One of the treatment strategies includes the use of engineered viral vectors – carriers of an infectious agent between organisms of a different species – in which the native DNA is replaced with a functional sequence of the target gene. These vectors use the virus’s natural ability to enter cells to deliver the correct gene sequence, thereby restoring normal function. “Many gene therapies utilize AAVs to introduce therapeutic genetic material into target cells, and AAV-based gene therapy for hearing loss is currently in clinical trials, showing promising early results,” Avraham continued.
“Over half of congenital cases are caused by genetic factors.
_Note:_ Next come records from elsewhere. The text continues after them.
use sqlx::postgres::PgPoolOptions;
use std::sync::Arc;
use student_portal::{
    AppState,
    auth::hash_password,
    config::{AppConfig, Env},
    create_router,
    error::AppError,
    models::Role,
    repository::{PostgresRepository, RepositoryState},
};
use tokio::net::TcpListener;
use tracing_subscriber::{layer::SubscriberExt, util::SubscriberInitExt};

/// main
///
/// The asynchronous entry point for the application, responsible for
/// initializing all core components: Configuration, Logging, Database, and the
/// HTTP server.
#[tokio::main]
async fn main() {
    // 1. Configuration & Environment Loading (fail-fast)
    dotenv::dotenv().ok();
    let config = AppConfig::load();

    // 2. Logging Filter Setup
    // Prioritizes the RUST_LOG environment variable, falling back to sensible
    // defaults for local development.
    let env_filter = tracing_subscriber::EnvFilter::try_from_default_env()
        .unwrap_or_else(|_| "student_portal=debug,tower_http=info,axum=trace".into());

    // 3. Initialize logging based on environment.
    match config.env {
        Env::Local => {
            // LOCAL: pretty-printed output for human readability.
            tracing_subscriber::registry()
                .with(env_filter)
                .with(tracing_subscriber::fmt::layer().pretty())
                .init();
        }
        Env::Production => {
            // PROD: JSON output for ingestion by centralized log aggregators.
            tracing_subscriber::registry()
                .with(env_filter)
                .with(tracing_subscriber::fmt::layer().json())
                .init();
        }
    }

    tracing::info!("Application starting in {:?} mode", config.env);

    // 4. Database Initialization (Postgres)
    let pool = PgPoolOptions::new()
        .max_connections(5)
        .connect(&config.db_url)
        .await
        .expect("FATAL: Failed to connect to Postgres. Check DATABASE_URL.");

    // Schema setup: the migrations also seed the academic catalog, which is
    // static reference data with no exposed mutation.
    sqlx::migrate!("./migrations")
        .run(&pool)
        .await
        .expect("FATAL: Failed to run database migrations.");

    // Instantiate the Repository, wrapping it in an Arc for thread-safe sharing.
    let repo = Arc::new(PostgresRepository::new(pool)) as RepositoryState;

    // 5. Admin Bootstrap
    // Roles are never changeable through self-service, so the one admin
    // account comes from configuration at startup.
    ensure_admin_account(&repo, &config).await;

    // 6. Unified State Assembly
    let app_state = AppState { repo, config };

    // 7. Router and Server Startup
    let app = create_router(app_state);

    let listener = TcpListener::bind("0.0.0.0:3000").await.unwrap();

    tracing::info!("HTTP server bound successfully.");
    tracing::info!("Listening on 0.0.0.0:3000");
    tracing::info!("API Documentation (Swagger UI) available at: http://localhost:3000/swagger-ui");

    axum::serve(listener, app).await.unwrap();
}

/// ensure_admin_account
///
/// Creates the configured administrator account if it does not exist yet. An
/// already-present username is left untouched (the duplicate rejection of the
/// credential store doubles as the idempotency check here).
async fn ensure_admin_account(repo: &RepositoryState, config: &AppConfig) {
    let (Some(username), Some(password)) = (&config.admin_username, &config.admin_password) else {
        tracing::info!("No admin bootstrap credentials configured; skipping.");
        return;
    };

    let plaintext = password.clone();
    let password_hash = match tokio::task::spawn_blocking(move || hash_password(&plaintext)).await
    {
        Ok(Ok(hash)) => hash,
        Ok(Err(e)) => {
            tracing::error!("Admin bootstrap hashing failed: {:?}", e);
            return;
        }
        Err(e) => {
            tracing::error!("Admin bootstrap hashing task panicked: {:?}", e);
            return;
        }
    };

    match repo.create_user(username, &password_hash, Role::Admin).await {
        Ok(user) => tracing::info!("Bootstrap admin account '{}' created.", user.username),
        Err(AppError::DuplicateUsername) => {
            tracing::debug!("Admin account '{}' already present.", username);
        }
        Err(e) => tracing::error!("Admin bootstrap failed: {:?}", e),
    }
}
In this study, we aimed to investigate an effective gene therapy for these cases using an approach that has not been applied in this context before,” she said.
Hahn added, “Gene therapy has emerged as a powerful therapeutic approach in recent years and is now being applied to a range of genetic disorders, including spinal muscular atrophy (SMA) well as in cancer immunotherapy approaches such as CAR T-cell therapy.”
The researchers used an advanced, structurally optimized version of the AAV vector, the self-complementary AAV – a modified viral vector used in gene therapy that carries a double-stranded DNA genome.
They found that this vector achieved faster and more efficient transduction of hair cells – the process by which mechanical vibrations are converted into electrical signals in the inner ear –compared to traditional AAV methods, thus it requires a lower dose to achieve a similar therapeutic effect. In treated animal models, this approach prevented hair-cell degeneration and preserved normal hearing and balance.
“These findings highlight the potential of self-complementary AAVs to reduce dose requirements, minimize toxicity, and broaden clinical use of inner-ear therapies. We expect that these findings will pave the way for developing gene therapies to treat a wide range of genetically caused hearing disorders,” Avraham said.